*RECORD EXCERPTS:*
☆ ☆ ☆ ☆ ☆
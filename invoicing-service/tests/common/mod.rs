//! Test helpers for invoicing-service integration tests.
//!
//! Drives the full router in-process over the in-memory store and the mock
//! mail transport.

#![allow(dead_code)]

use axum::{
    body::{to_bytes, Body},
    http::{header, Method, Request, StatusCode},
    response::Response,
    Router,
};
use invoicing_service::{
    build_router, config::InvoicingConfig, services::InMemoryStore, services::MockEmailProvider,
    AppState,
};
use rust_decimal::Decimal;
use serde_json::{json, Value};
use std::sync::Arc;
use tower::util::ServiceExt;

pub const PASSWORD: &str = "slaptazodis123";

#[derive(Clone)]
pub struct TestApp {
    pub router: Router,
    pub store: Arc<InMemoryStore>,
    pub email: Arc<MockEmailProvider>,
}

impl TestApp {
    pub fn new() -> Self {
        let store = Arc::new(InMemoryStore::new());
        let email = Arc::new(MockEmailProvider::new(true));
        let state = AppState::new(InvoicingConfig::default(), store.clone(), email.clone())
            .expect("Failed to build state");
        Self {
            router: build_router(state),
            store,
            email,
        }
    }

    pub async fn raw(
        &self,
        method: Method,
        uri: &str,
        token: Option<&str>,
        body: Option<Value>,
    ) -> Response {
        let mut builder = Request::builder().method(method).uri(uri);
        if let Some(token) = token {
            builder = builder.header(header::AUTHORIZATION, format!("Bearer {}", token));
        }
        let body = match body {
            Some(value) => {
                builder = builder.header(header::CONTENT_TYPE, "application/json");
                Body::from(value.to_string())
            }
            None => Body::empty(),
        };

        self.router
            .clone()
            .oneshot(builder.body(body).unwrap())
            .await
            .unwrap()
    }

    /// Send a request and decode the JSON response (Null for empty bodies).
    pub async fn call(
        &self,
        method: Method,
        uri: &str,
        token: Option<&str>,
        body: Option<Value>,
    ) -> (StatusCode, Value) {
        let response = self.raw(method, uri, token, body).await;
        let status = response.status();
        let bytes = to_bytes(response.into_body(), usize::MAX).await.unwrap();
        let value = if bytes.is_empty() {
            Value::Null
        } else {
            serde_json::from_slice(&bytes).unwrap_or(Value::Null)
        };
        (status, value)
    }

    pub async fn get(&self, uri: &str, token: &str) -> (StatusCode, Value) {
        self.call(Method::GET, uri, Some(token), None).await
    }

    pub async fn post(&self, uri: &str, token: &str, body: Value) -> (StatusCode, Value) {
        self.call(Method::POST, uri, Some(token), Some(body)).await
    }

    pub async fn put(&self, uri: &str, token: &str, body: Value) -> (StatusCode, Value) {
        self.call(Method::PUT, uri, Some(token), Some(body)).await
    }

    pub async fn delete(&self, uri: &str, token: &str) -> (StatusCode, Value) {
        self.call(Method::DELETE, uri, Some(token), None).await
    }

    /// Register an account and return its session.
    pub async fn register(&self, email: &str) -> Value {
        let (status, body) = self
            .call(
                Method::POST,
                "/auth/register",
                None,
                Some(json!({
                    "email": email,
                    "password": PASSWORD,
                    "first_name": "Jonas",
                    "last_name": "Jonaitis"
                })),
            )
            .await;
        assert_eq!(status, StatusCode::CREATED, "register failed: {body}");
        body
    }

    /// Register a fresh account and return its access token.
    pub async fn token(&self) -> String {
        let email = format!("user-{}@example.lt", uuid::Uuid::new_v4());
        let session = self.register(&email).await;
        session["access_token"].as_str().unwrap().to_string()
    }

    /// Token for an account on `plan`.
    pub async fn token_on_plan(&self, plan: &str) -> String {
        let token = self.token().await;
        let (status, body) = self
            .put("/billing/subscription", &token, json!({ "plan": plan }))
            .await;
        assert_eq!(status, StatusCode::OK, "plan change failed: {body}");
        token
    }

    pub async fn create_client(&self, token: &str, name: &str) -> String {
        let (status, body) = self
            .post(
                "/clients",
                token,
                json!({ "name": name, "email": "buhalterija@klientas.lt" }),
            )
            .await;
        assert_eq!(status, StatusCode::CREATED, "client create failed: {body}");
        body["client_id"].as_str().unwrap().to_string()
    }

    /// Create a draft invoice with the given items.
    pub async fn create_invoice(&self, token: &str, client_id: &str, items: Value) -> Value {
        let (status, body) = self
            .post(
                "/invoices",
                token,
                json!({ "client_id": client_id, "items": items }),
            )
            .await;
        assert_eq!(status, StatusCode::CREATED, "invoice create failed: {body}");
        body
    }

    /// Create a one-line invoice and send it.
    pub async fn sent_invoice(&self, token: &str, client_id: &str) -> Value {
        let draft = self
            .create_invoice(
                token,
                client_id,
                json!([{ "description": "Konsultacija", "quantity": "1", "unit_price": "100.00", "tax_rate": 21 }]),
            )
            .await;
        let id = draft["invoice_id"].as_str().unwrap();
        let (status, body) = self
            .post(&format!("/invoices/{id}/send"), token, json!({}))
            .await;
        assert_eq!(status, StatusCode::OK, "send failed: {body}");
        body
    }
}

/// Read a JSON money value.
pub fn money(value: &Value) -> Decimal {
    match value {
        Value::String(s) => s.parse().unwrap(),
        Value::Number(n) => n.to_string().parse().unwrap(),
        other => panic!("not a money value: {other}"),
    }
}

/// Token query parameter from a link in an email body.
pub fn token_from_link(body: &str) -> String {
    body.split("token=")
        .nth(1)
        .and_then(|rest| rest.split_whitespace().next())
        .unwrap()
        .to_string()
}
☆ ☆ ☆ ☆ ☆
Wherever a line above contains the string "header", copy that line.

    http::{header, Method, Request, StatusCode},
            builder = builder.header(header::AUTHORIZATION, format!("Bearer {}", token));
                builder = builder.header(header::CONTENT_TYPE, "application/json");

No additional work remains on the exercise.